Cada país de Europa es hoy un vasto presidio donde las multitudes prensadas entre murallas de cemento preparan a tres turnos, bajo la vigilancia de sus carceleros, los mecanismos que en un momento dado echarán a funcionar para desparramar la muerte y la locura.
Europa trabaja a tres turnos en el preparativo de su suicidio. Tres turnos vertiginosos y cada vez más acelerados. Hay prisa por acercarse a los confines de la muerte definitiva.
Aquí en Buenos Aires, despertamos desahogadamente y nuestra única preocupación es correr el visillo para mirar a través de los cristales el humor que muestra la cara del cielo.
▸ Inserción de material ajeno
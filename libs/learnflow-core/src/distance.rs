//! Bounded edit-distance check for typed answers.
//!
//! Only answers whether two strings are identical, one edit apart, or further
//! apart. Grading depends on exactly that trichotomy, so this is deliberately
//! not a general Levenshtein distance.

use std::cmp::Ordering;

use serde::{Deserialize, Serialize};

/// How far a typed answer is from the expected one.
#[derive(Debug, Clone, Copy, PartialEq, Eq, Serialize, Deserialize)]
#[serde(rename_all = "snake_case")]
pub enum EditClass {
    Exact,
    OneEdit,
    Far,
}

/// Classify `actual` against `expected` in a single left-to-right pass.
///
/// Inputs are compared character by character as given; trimming and case
/// folding are the caller's job.
pub fn classify(expected: &str, actual: &str) -> EditClass {
    let expected: Vec<char> = expected.chars().collect();
    let actual: Vec<char> = actual.chars().collect();
    let (n, m) = (expected.len(), actual.len());

    if n.abs_diff(m) > 1 {
        return EditClass::Far;
    }

    let (mut i, mut j) = (0, 0);
    let mut mismatch = false;
    while i < n && j < m {
        if expected[i] == actual[j] {
            i += 1;
            j += 1;
            continue;
        }
        if mismatch {
            return EditClass::Far;
        }
        mismatch = true;

        // The longer side absorbs the skip; equal lengths mean substitution.
        match n.cmp(&m) {
            Ordering::Equal => {
                i += 1;
                j += 1;
            }
            Ordering::Greater => i += 1,
            Ordering::Less => j += 1,
        }
    }

    if mismatch || n != m {
        EditClass::OneEdit
    } else {
        EditClass::Exact
    }
}

#[cfg(test)]
mod tests {
    use super::*;

    #[test]
    fn identical_strings_are_exact() {
        for s in ["", "a", "cat", "ёжик", "two words"] {
            assert_eq!(classify(s, s), EditClass::Exact, "{s:?}");
        }
    }

    #[test]
    fn length_gap_over_one_is_far() {
        assert_eq!(classify("cat", "c"), EditClass::Far);
        assert_eq!(classify("", "ab"), EditClass::Far);
        assert_eq!(classify("elephant", "elephantine"), EditClass::Far);
    }

    #[test]
    fn single_edits() {
        assert_eq!(classify("cat", "cot"), EditClass::OneEdit);
        assert_eq!(classify("cat", "ct"), EditClass::OneEdit);
        assert_eq!(classify("cat", "cats"), EditClass::OneEdit);
        assert_eq!(classify("cat", "at"), EditClass::OneEdit);
        assert_eq!(classify("", "a"), EditClass::OneEdit);
    }

    #[test]
    fn two_edits_are_far() {
        assert_eq!(classify("cat", "dog"), EditClass::Far);
        assert_eq!(classify("ab", "ba"), EditClass::Far);
        assert_eq!(classify("abc", "xbcd"), EditClass::Far);
    }

    #[test]
    fn compares_characters_not_bytes() {
        assert_eq!(classify("ёж", "еж"), EditClass::OneEdit);
    }

    #[test]
    fn inputs_are_not_normalized() {
        assert_eq!(classify("cat", "Cat"), EditClass::OneEdit);
        assert_eq!(classify("cat", " cat "), EditClass::Far);
    }
}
¡ Y nos consideramos desdichados!
Diario El Mundo
24 de setiembre de 1937
COMENTARIO DESTACADO
Un espacio para rendir homenaje a los que complementan mis reflexiones
La desdicha de la paz, de los que no tienen una misión, un objetivo, una lucha... que no sea la propia rutina de supervivencia.
La paz como un ideal, que después defrauda con su grisura, con su monotonía, con su liturgia, con su no-sentido. No conocer jamás situaciones límite, que arrancarían gritos de suplica por volver a esa plácida y aburrida repetición.
El mundo animal se mueve muchas veces en ese equilibrio espantoso: Comer o ser comidos.
Los humanos se mueven en otro equilibrio aún más demencial: Destruir o ser destruidos.
La paz significa ahondar dentro de uno mismo, buscarse y buscar al otro, y eso nadie quiere hacerlo.
La convulsión, las guerras, las conquistas, la riqueza... implican siempre acción, la acción vive siempre fuera de uno, y deja una impronta inmortal en el atroz sendero de la historia, una huella que llena de vanidad a sus actores.